Dey gathered a group of the local men to tell us about their lives: it was a roll-call of agricultural failure. The first man was a well-digger who travelled from village to village. Another was a security guard for Reliance Industries in Delhi. The next was a cloth worker who had lost his job in the city. The fourth had been trying for years without success to join the army. The next two were menial workers at a city hotel.

And so on. Barely any of the men remain in the village because farming does not allow them to make ends meet. While they are away the women and children tend to the family cow and the small plot. But very few of the men can find secure jobs and hold on to their plots because they are the best insurance they have.

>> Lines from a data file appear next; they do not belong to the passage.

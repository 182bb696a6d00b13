// SPDX-License-Identifier: BUSL-1.1
// Copyright (c) 2026 Alfred Jean LLC

// Allow panic!/unwrap/expect in test code
#![cfg_attr(test, allow(clippy::panic))]
#![cfg_attr(test, allow(clippy::unwrap_used))]
#![cfg_attr(test, allow(clippy::expect_used))]

//! ot-adapters: progress sources and outcome notifiers

pub mod http;
pub mod notify;
pub mod progress;

#[cfg(any(test, feature = "test-support"))]
pub mod fake;

pub use http::{HttpProgressSource, ID_PLACEHOLDER};
pub use notify::{outcome_notification, DesktopNotifyAdapter, NotifyAdapter, NotifyError};
pub use progress::{ProgressError, ProgressSource};

#[cfg(any(test, feature = "test-support"))]
pub use fake::{FakeProgressSource, FakeStep};
#[cfg(any(test, feature = "test-support"))]
pub use notify::{FakeNotifyAdapter, NotifyCall};
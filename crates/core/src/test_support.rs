// SPDX-License-Identifier: BUSL-1.1
// Copyright (c) 2026 Alfred Jean LLC

//! Shared test helpers for use across crates.
//!
//! Gated behind `#[cfg(any(test, feature = "test-support"))]`.

use crate::{Operation, OperationStatus, ProgressReport};

// ── Proptest strategies ─────────────────────────────────────────────────

/// Proptest strategies for the operation model.
pub mod strategies {
    use crate::{Operation, OperationStatus};
    use proptest::prelude::*;

    pub fn arb_status() -> impl Strategy<Value = OperationStatus> {
        prop_oneof![
            Just(OperationStatus::Starting),
            Just(OperationStatus::Running),
            Just(OperationStatus::InProgress),
            Just(OperationStatus::Completed),
            Just(OperationStatus::Error),
            Just(OperationStatus::Cancelled),
            "[a-z_]{1,12}".prop_map(|s| OperationStatus::parse(&s)),
        ]
    }

    pub fn arb_kind() -> impl Strategy<Value = String> {
        prop_oneof![
            Just("backup".to_string()),
            Just("export".to_string()),
            Just("replication".to_string()),
            Just("restore".to_string()),
        ]
    }

    pub fn arb_operation() -> impl Strategy<Value = Operation> {
        (arb_kind(), "[a-z0-9-]{1,10}", 0u8..=100, arb_status(), ".{0,20}", 0u64..10_000_000)
            .prop_map(|(kind, id, progress, status, message, last_update_ms)| Operation {
                kind,
                id,
                progress,
                status,
                message,
                last_update_ms,
                extra: serde_json::Map::new(),
            })
    }
}

// ── Report factory functions ────────────────────────────────────────────

pub fn running(progress: u8, message: &str) -> ProgressReport {
    ProgressReport::new(progress, OperationStatus::Running).with_message(message)
}

pub fn completed() -> ProgressReport {
    ProgressReport::new(100, OperationStatus::Completed).with_message("done")
}

pub fn failed(message: &str) -> ProgressReport {
    ProgressReport::new(0, OperationStatus::Error).with_message(message)
}

pub fn cancelled() -> ProgressReport {
    ProgressReport::new(0, OperationStatus::Cancelled)
}

/// Operation record with the given key and status, everything else defaulted.
pub fn operation(kind: &str, id: &str, status: OperationStatus) -> Operation {
    Operation::builder().kind(kind).id(id).status(status).build()
}
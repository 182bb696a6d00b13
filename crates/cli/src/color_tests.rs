// SPDX-License-Identifier: BUSL-1.1
// Copyright (c) 2026 Alfred Jean LLC

use super::*;
use serial_test::serial;

fn force_color() {
    std::env::set_var("COLOR", "1");
    std::env::remove_var("NO_COLOR");
}

fn disable_color() {
    std::env::set_var("NO_COLOR", "1");
    std::env::remove_var("COLOR");
}

#[test]
#[serial]
fn styles_returns_styled_when_color_forced() {
    force_color();
    let debug = format!("{:?}", styles());
    assert_ne!(debug, format!("{:?}", Styles::plain()));
}

#[test]
#[serial]
fn styles_returns_plain_when_no_color() {
    disable_color();
    assert_eq!(format!("{:?}", styles()), format!("{:?}", Styles::plain()));
}

#[test]
#[serial]
fn header_produces_ansi_when_color_forced() {
    force_color();
    let result = header("TYPE");
    assert!(result.contains("\x1b[38;5;74m"), "expected ANSI header color");
    assert!(result.contains("TYPE"));
    assert!(result.ends_with("\x1b[0m"), "expected ANSI reset");
}

#[test]
#[serial]
fn status_colors_follow_outcome() {
    force_color();
    assert!(status(&OperationStatus::Completed, "completed").contains("\x1b[38;5;108m"));
    assert!(status(&OperationStatus::Error, "error").contains("\x1b[38;5;167m"));
    assert!(status(&OperationStatus::Cancelled, "cancelled").contains("\x1b[38;5;179m"));
    assert_eq!(status(&OperationStatus::Running, "running"), "running");
}

#[test]
#[serial]
fn no_color_leaves_text_plain() {
    disable_color();
    assert_eq!(header("TYPE"), "TYPE");
    assert_eq!(muted("-"), "-");
    assert_eq!(status(&OperationStatus::Error, "error"), "error");
}
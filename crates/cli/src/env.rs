// SPDX-License-Identifier: BUSL-1.1
// Copyright (c) 2026 Alfred Jean LLC

//! Centralized environment variable access for the CLI.

use std::path::PathBuf;
use std::time::Duration;

use crate::config::ConfigError;

/// Resolve state directory: OT_STATE_DIR > XDG_STATE_HOME/ot > ~/.local/state/ot
pub fn state_dir() -> Result<PathBuf, ConfigError> {
    if let Some(dir) = non_empty("OT_STATE_DIR") {
        return Ok(PathBuf::from(dir));
    }
    if let Some(xdg) = non_empty("XDG_STATE_HOME") {
        return Ok(PathBuf::from(xdg).join("ot"));
    }
    let home = dirs::home_dir().ok_or(ConfigError::NoStateDir)?;
    Ok(home.join(".local/state/ot"))
}

/// Backend API base URL, e.g. `http://backup-host:8000/api`
pub fn api_url() -> Option<String> {
    non_empty("OT_API_URL")
}

/// Token sent as `Authorization: Token <token>`
pub fn api_token() -> Option<String> {
    non_empty("OT_API_TOKEN")
}

pub fn poll_interval() -> Option<Duration> {
    duration_ms("OT_POLL_INTERVAL_MS")
}

/// How long settled records stay before removal
pub fn removal_grace() -> Option<Duration> {
    duration_ms("OT_REMOVAL_GRACE_MS")
}

pub fn fetch_timeout() -> Option<Duration> {
    duration_ms("OT_FETCH_TIMEOUT_MS")
}

/// Log filter directives: OT_LOG > RUST_LOG
pub fn log_filter() -> Option<String> {
    non_empty("OT_LOG").or_else(|| non_empty("RUST_LOG"))
}

fn non_empty(var: &str) -> Option<String> {
    std::env::var(var).ok().filter(|s| !s.is_empty())
}

fn duration_ms(var: &str) -> Option<Duration> {
    std::env::var(var).ok().and_then(|s| s.parse::<u64>().ok()).map(Duration::from_millis)
}
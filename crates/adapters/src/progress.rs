// SPDX-License-Identifier: BUSL-1.1
// Copyright (c) 2026 Alfred Jean LLC

use async_trait::async_trait;
use ot_core::ProgressReport;
use thiserror::Error;

/// Errors from a progress fetch.
///
/// All of these are transient from the tracker's point of view: the poll loop
/// logs them and tries again on the next tick.
#[derive(Debug, Error)]
pub enum ProgressError {
    #[error("invalid progress url: {0}")]
    InvalidUrl(String),
    #[error("transport error: {0}")]
    Transport(String),
    #[error("progress request timed out")]
    Timeout,
    #[error("backend returned HTTP {code}")]
    Status { code: u16, body: String },
    #[error("malformed progress body: {0}")]
    Decode(String),
    #[error("progress body exceeds {limit} bytes")]
    BodyTooLarge { limit: usize },
}

/// Where a tracker learns the backend's view of an operation.
#[async_trait]
pub trait ProgressSource: Clone + Send + Sync + 'static {
    /// Fetch the current progress of operation `id`.
    async fn fetch_progress(&self, id: &str) -> Result<ProgressReport, ProgressError>;
}
// SPDX-License-Identifier: BUSL-1.1
// Copyright (c) 2026 Alfred Jean LLC

use thiserror::Error;

/// Errors returned by tracker operations
#[derive(Debug, Error, PartialEq, Eq)]
pub enum TrackerError {
    /// Another tracker instance owns the poll loop for this operation.
    #[error("{operation_type} {id} is already tracked by another tracker")]
    AlreadyTracked { operation_type: String, id: String },
}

I asked Dey whether he believed the village — Sohangarh or any other — could provide an economic future to all its inhabitants. “We can make the village work through better farming and cottage industries,” he said. “If people leave the villages, they also lose the rootedness that comes with living where you are from, and the strength you draw from your natural surroundings.”

Roy and Dey want India to buck the universal trend in which society urbanises as it develops. Their view of today’s world is that it consists of multinational companies exploiting India’s people and resources for hit-and-run profits. In essence, it is a world whose companies are modern versions of the East India Company, the British outfit that used its royal charter to colonise India in the 18th century, a “neo-liberal” world that profits from the entrapment and “immiseration” of the developing world’s poor — and in which moving to the city in today’s India happens not voluntarily but because people have — according to Roy and Dey — been brutally uprooted by new technology and the profit motive.